16. The method of claim 13, wherein the hydrogenated castor oil has a melting temperature between 60° C. and 80° C.

17. A method for lubricating an interface between a support pad of a kiln shell and an inner diameter of a kiln tire, the method comprising the step of applying an effective amount of lubricant in the form of a lubricant bar comprising by weight: a. hydrogenated castor oil—50%;b. expandable flake graphite—40%;c. copper—5%;d. ATH—1%;e. MDH—2%; andf. zinc borate—2%.

18. The method of claim 17, wherein the hydrogenated castor oil or wax ranges from 40%-60% by weight, the expandable flake graphite ranges from 30%-50% by weight, the copper ranges from 3%-6% by weight, the ATH ranges from 2%-5% by weight, and MDH ranges from 2%-7% by weight.

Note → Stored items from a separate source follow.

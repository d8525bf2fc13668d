//! Capability contracts and the tool/resource registry.
//!
//! The registry is filled once at startup and then moved into the
//! [`McpServer`](crate::mcp::server::McpServer); after that it is only read,
//! so lookups need no locking.

use async_trait::async_trait;
use serde_json::Value;
use std::collections::{BTreeMap, HashMap};
use std::sync::Arc;
use tracing::warn;

use crate::error::{Error, Result};
use crate::mcp::protocol::{Resource, Tool};

/// Handler for MCP tool calls.
#[async_trait]
pub trait ToolHandler: Send + Sync {
    /// Get the tool definition.
    fn definition(&self) -> Tool;

    /// Execute the tool with the given arguments, returning its textual output.
    async fn execute(&self, arguments: HashMap<String, Value>) -> Result<String>;
}

/// Handler for MCP resource reads.
#[async_trait]
pub trait ResourceHandler: Send + Sync {
    /// Get the resource definition.
    fn definition(&self) -> Resource;

    /// Read the resource's current contents.
    async fn read(&self) -> Result<String>;
}

/// Registry of tool and resource handlers.
pub struct McpHandler {
    tools: BTreeMap<String, Arc<dyn ToolHandler>>,
    resources: BTreeMap<String, Arc<dyn ResourceHandler>>,
}

impl McpHandler {
    /// Create a new, empty registry.
    pub fn new() -> Self {
        Self {
            tools: BTreeMap::new(),
            resources: BTreeMap::new(),
        }
    }

    /// Register a tool handler. A later registration under the same name wins.
    pub fn register<T: ToolHandler + 'static>(&mut self, handler: T) {
        self.register_arc(Arc::new(handler));
    }

    /// Register a tool handler (Arc version).
    pub fn register_arc(&mut self, handler: Arc<dyn ToolHandler>) {
        let tool = handler.definition();
        if self.tools.insert(tool.name.clone(), handler).is_some() {
            warn!("Tool '{}' registered twice, keeping the latest", tool.name);
        }
    }

    /// Register a resource handler. A later registration under the same URI wins.
    pub fn register_resource<R: ResourceHandler + 'static>(&mut self, handler: R) {
        let resource = handler.definition();
        if self
            .resources
            .insert(resource.uri.clone(), Arc::new(handler))
            .is_some()
        {
            warn!(
                "Resource '{}' registered twice, keeping the latest",
                resource.uri
            );
        }
    }

    /// Get all registered tools.
    pub fn list_tools(&self) -> Vec<Tool> {
        self.tools.values().map(|h| h.definition()).collect()
    }

    /// Get a tool by name.
    pub fn get_tool(&self, name: &str) -> Option<Arc<dyn ToolHandler>> {
        self.tools.get(name).cloned()
    }

    /// Check if a tool exists.
    pub fn has_tool(&self, name: &str) -> bool {
        self.tools.contains_key(name)
    }

    /// Get the number of registered tools.
    pub fn tool_count(&self) -> usize {
        self.tools.len()
    }

    /// Get all registered resources.
    pub fn list_resources(&self) -> Vec<Resource> {
        self.resources.values().map(|h| h.definition()).collect()
    }

    /// Get a resource by URI.
    pub fn get_resource(&self, uri: &str) -> Option<Arc<dyn ResourceHandler>> {
        self.resources.get(uri).cloned()
    }

    /// Get the number of registered resources.
    pub fn resource_count(&self) -> usize {
        self.resources.len()
    }
}

impl Default for McpHandler {
    fn default() -> Self {
        Self::new()
    }
}

/// Helper to extract an optional string argument.
pub fn get_optional_string_arg(args: &HashMap<String, Value>, name: &str) -> Option<String> {
    args.get(name).and_then(|v| v.as_str()).map(String::from)
}

/// Helper to extract an optional number argument. Numeric strings are
/// accepted; anything else present is an argument error.
pub fn get_optional_number_arg(args: &HashMap<String, Value>, name: &str) -> Result<Option<f64>> {
    match args.get(name) {
        None | Some(Value::Null) => Ok(None),
        Some(Value::Number(n)) => n
            .as_f64()
            .map(Some)
            .ok_or_else(|| Error::InvalidToolArguments(format!("{} is out of range", name))),
        Some(Value::String(s)) => s
            .trim()
            .parse::<f64>()
            .map(Some)
            .map_err(|_| Error::InvalidToolArguments(format!("{} must be a number", name))),
        Some(_) => Err(Error::InvalidToolArguments(format!(
            "{} must be a number",
            name
        ))),
    }
}

#[cfg(test)]
mod tests {
    use super::*;
    use serde_json::json;

    struct TestTool {
        name: String,
    }

    #[async_trait]
    impl ToolHandler for TestTool {
        fn definition(&self) -> Tool {
            Tool {
                name: self.name.clone(),
                description: format!("Test tool: {}", self.name),
                input_schema: json!({
                    "type": "object",
                    "properties": { "input": { "type": "string" } }
                }),
            }
        }

        async fn execute(&self, args: HashMap<String, Value>) -> Result<String> {
            let input = get_optional_string_arg(&args, "input").unwrap_or_default();
            Ok(format!("Executed {} with: {}", self.name, input))
        }
    }

    struct TestResource;

    #[async_trait]
    impl ResourceHandler for TestResource {
        fn definition(&self) -> Resource {
            Resource {
                uri: "test://resource".to_string(),
                name: "Test".to_string(),
                description: "A test resource".to_string(),
                mime_type: "text/plain".to_string(),
            }
        }

        async fn read(&self) -> Result<String> {
            Ok("contents".to_string())
        }
    }

    #[test]
    fn test_handler_registration() {
        let mut handler = McpHandler::new();
        handler.register(TestTool {
            name: "test_tool".to_string(),
        });

        assert_eq!(handler.tool_count(), 1);
        assert!(handler.has_tool("test_tool"));
        assert!(!handler.has_tool("nonexistent"));
    }

    #[test]
    fn test_duplicate_registration_replaces() {
        let mut handler = McpHandler::new();
        handler.register(TestTool {
            name: "dup".to_string(),
        });
        handler.register(TestTool {
            name: "dup".to_string(),
        });

        assert_eq!(handler.tool_count(), 1);
    }

    #[test]
    fn test_handler_list_tools() {
        let mut handler = McpHandler::new();
        handler.register(TestTool {
            name: "tool_b".to_string(),
        });
        handler.register(TestTool {
            name: "tool_a".to_string(),
        });

        let names: Vec<_> = handler.list_tools().into_iter().map(|t| t.name).collect();
        assert_eq!(names, vec!["tool_a", "tool_b"]);
    }

    #[tokio::test]
    async fn test_tool_execution() {
        let mut handler = McpHandler::new();
        handler.register(TestTool {
            name: "echo".to_string(),
        });

        let tool = handler.get_tool("echo").unwrap();
        let mut args = HashMap::new();
        args.insert("input".to_string(), json!("hello"));

        let text = tool.execute(args).await.unwrap();
        assert_eq!(text, "Executed echo with: hello");
    }

    #[tokio::test]
    async fn test_resource_registration_and_read() {
        let mut handler = McpHandler::new();
        handler.register_resource(TestResource);

        assert_eq!(handler.resource_count(), 1);
        assert_eq!(handler.list_resources()[0].uri, "test://resource");

        let resource = handler.get_resource("test://resource").unwrap();
        assert_eq!(resource.read().await.unwrap(), "contents");
        assert!(handler.get_resource("test://missing").is_none());
    }

    #[test]
    fn test_get_optional_string_arg() {
        let mut args = HashMap::new();
        args.insert("name".to_string(), json!("value"));

        assert_eq!(
            get_optional_string_arg(&args, "name"),
            Some("value".to_string())
        );
        assert_eq!(get_optional_string_arg(&args, "missing"), None);
    }

    #[test]
    fn test_get_optional_number_arg() {
        let mut args = HashMap::new();
        args.insert("a".to_string(), json!(4.5));
        args.insert("b".to_string(), json!(" 7 "));
        args.insert("c".to_string(), json!("seven"));
        args.insert("d".to_string(), json!(null));
        args.insert("e".to_string(), json!([1]));

        assert_eq!(get_optional_number_arg(&args, "a").unwrap(), Some(4.5));
        assert_eq!(get_optional_number_arg(&args, "b").unwrap(), Some(7.0));
        assert!(get_optional_number_arg(&args, "c").is_err());
        assert_eq!(get_optional_number_arg(&args, "d").unwrap(), None);
        assert!(get_optional_number_arg(&args, "e").is_err());
        assert_eq!(get_optional_number_arg(&args, "missing").unwrap(), None);
    }
}
//! Error types for the MCP capability server.

use thiserror::Error;

use crate::mcp::protocol::error_codes;

/// Result type alias for server operations.
pub type Result<T> = std::result::Result<T, Error>;

/// Main error type for the server.
#[derive(Error, Debug)]
pub enum Error {
    // ===== Protocol Errors =====
    #[error("Parse error")]
    Parse,

    #[error("Invalid JSON-RPC request: {0}")]
    InvalidRequest(String),

    #[error("Server not initialized")]
    NotInitialized,

    #[error("Method not found: {0}")]
    MethodNotFound(String),

    #[error("{0}")]
    InvalidParams(String),

    // ===== Capability Errors =====
    #[error("Tool not found: {0}")]
    ToolNotFound(String),

    #[error("Resource not found: {0}")]
    ResourceNotFound(String),

    #[error("Invalid tool arguments: {0}")]
    InvalidToolArguments(String),

    #[error("Tool execution failed: {0}")]
    ToolExecutionFailed(String),

    #[error("Resource read failed: {0}")]
    ResourceReadFailed(String),

    // ===== I/O Errors =====
    #[error("IO error: {0}")]
    Io(#[from] std::io::Error),

    #[error("JSON serialization error: {0}")]
    Json(#[from] serde_json::Error),

    // ===== HTTP Errors =====
    #[error("HTTP server error: {0}")]
    HttpServer(String),

    // ===== Internal Errors =====
    #[error("Internal error: {0}")]
    Internal(String),

    #[error("Configuration error: {0}")]
    Config(String),
}

impl Error {
    /// JSON-RPC error code reported to the client for this error.
    pub fn jsonrpc_code(&self) -> i32 {
        match self {
            Self::Parse => error_codes::PARSE_ERROR,
            Self::InvalidRequest(_) | Self::NotInitialized => error_codes::INVALID_REQUEST,
            Self::MethodNotFound(_) => error_codes::METHOD_NOT_FOUND,
            Self::InvalidParams(_) | Self::ToolNotFound(_) | Self::ResourceNotFound(_) => {
                error_codes::INVALID_PARAMS
            }
            _ => error_codes::INTERNAL_ERROR,
        }
    }

    /// Whether an I/O error means the peer or stream is gone for good.
    pub fn is_disconnect(&self) -> bool {
        match self {
            Self::Io(e) => matches!(
                e.kind(),
                std::io::ErrorKind::BrokenPipe
                    | std::io::ErrorKind::ConnectionReset
                    | std::io::ErrorKind::ConnectionAborted
                    | std::io::ErrorKind::UnexpectedEof
            ),
            _ => false,
        }
    }
}
//! Built-in MCP capabilities.
//!
//! - `basic` - echo, misezan and delay_response (3 tools)
//! - `text` - text_analyzer (1 tool)
//! - `resources` - time://current and server://status (2 resources)

pub mod basic;
pub mod resources;
pub mod text;

use crate::mcp::handler::McpHandler;

/// Register every built-in tool and resource with the handler.
pub fn register_all_tools(handler: &mut McpHandler) {
    // Basic tools (3)
    handler.register(basic::EchoTool::new());
    handler.register(basic::MisezanTool::new());
    handler.register(basic::DelayResponseTool::new());

    // Text tools (1)
    handler.register(text::TextAnalyzerTool::new());

    // Resources (2)
    handler.register_resource(resources::CurrentTimeResource::new());
    handler.register_resource(resources::ServerStatusResource::new());
}
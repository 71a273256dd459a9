pub mod check;
pub mod render;

pub use check::{CheckContext, CheckReport};
pub use render::{RenderContext, RenderOutcome};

19. The method of claim 17, wherein the copper can be replaced by sulphides, selenides, and tellurides (chalcogenides) of molybdenum, tungsten, niobium, tantalum, titanium (eg. WS2, WS2, MoSe2, TaSe2, TiTe2), monochalcenides (GaS, GaSe, SnSe), chlorides of cadmium, cobalt, lead, cerium, zirconium (eg. CdCl2, CoCl2, PbCl2, CeF3, PbI2), borates (eg. Na2B4O7), sulfates (Ag2SO4), or oxides (B2O3, MoO2, ZnO, Re2O7, TiO2, CuO—MoO2, NiO—Mo2, PbO—B2O3, CuO—Re2O7).

20. The method of claim 17, wherein the hydrogenated castor oil has a melting temperature between 60° C. and 80° C.

21. A method for lubricating an interface between a support pad of a kiln shell and an inner diameter of a kiln tire, the method comprising the step of applying an effective amount of lubricant in the form of a lubricant bar comprising by weight: a. hydrogenated castor oil—50%;b. expandable flake graphite—40%;c. copper—5%;d. zinc borate—2%;e. MDH—2%; andf. ATH—1%.

22. The method of claim 21, wherein the hydrogenated castor oil or wax ranges from 40%-60% by weight, the expandable flake graphite ranges from 30%-50% by weight, the copper ranges from 3%-6% by weight, the zinc borate ranges from 1%-3% by weight, and MDH ranges from 2%-5% by weight and ATH ranges from 1%-3% by weight.

23. The method of claim 21, wherein the copper can be replaced by sulphides, selenides, and tellurides (chalcogenides) of molybdenum, tungsten, niobium, tantalum, titanium (eg. WS2, WS2, MoSe2, TaSe2, TiTe2), monochalcenides (GaS, GaSe, SnSe), chlorides of cadmium, cobalt, lead, cerium, zirconium (eg. CdCl2, CoCl2, PbCl2, CeF3, PbI2), borates (eg. Na2B4O7), sulfates (Ag2SO4), or oxides (B2O3, MoO2, ZnO, Re2O7, TiO2, CuO—MoO2, NiO—Mo2, PbO—B2O3, CuO—Re2O7).

24. The method of claim 21, wherein the hydrogenated castor oil has a melting temperature between 60° C. and 80° C.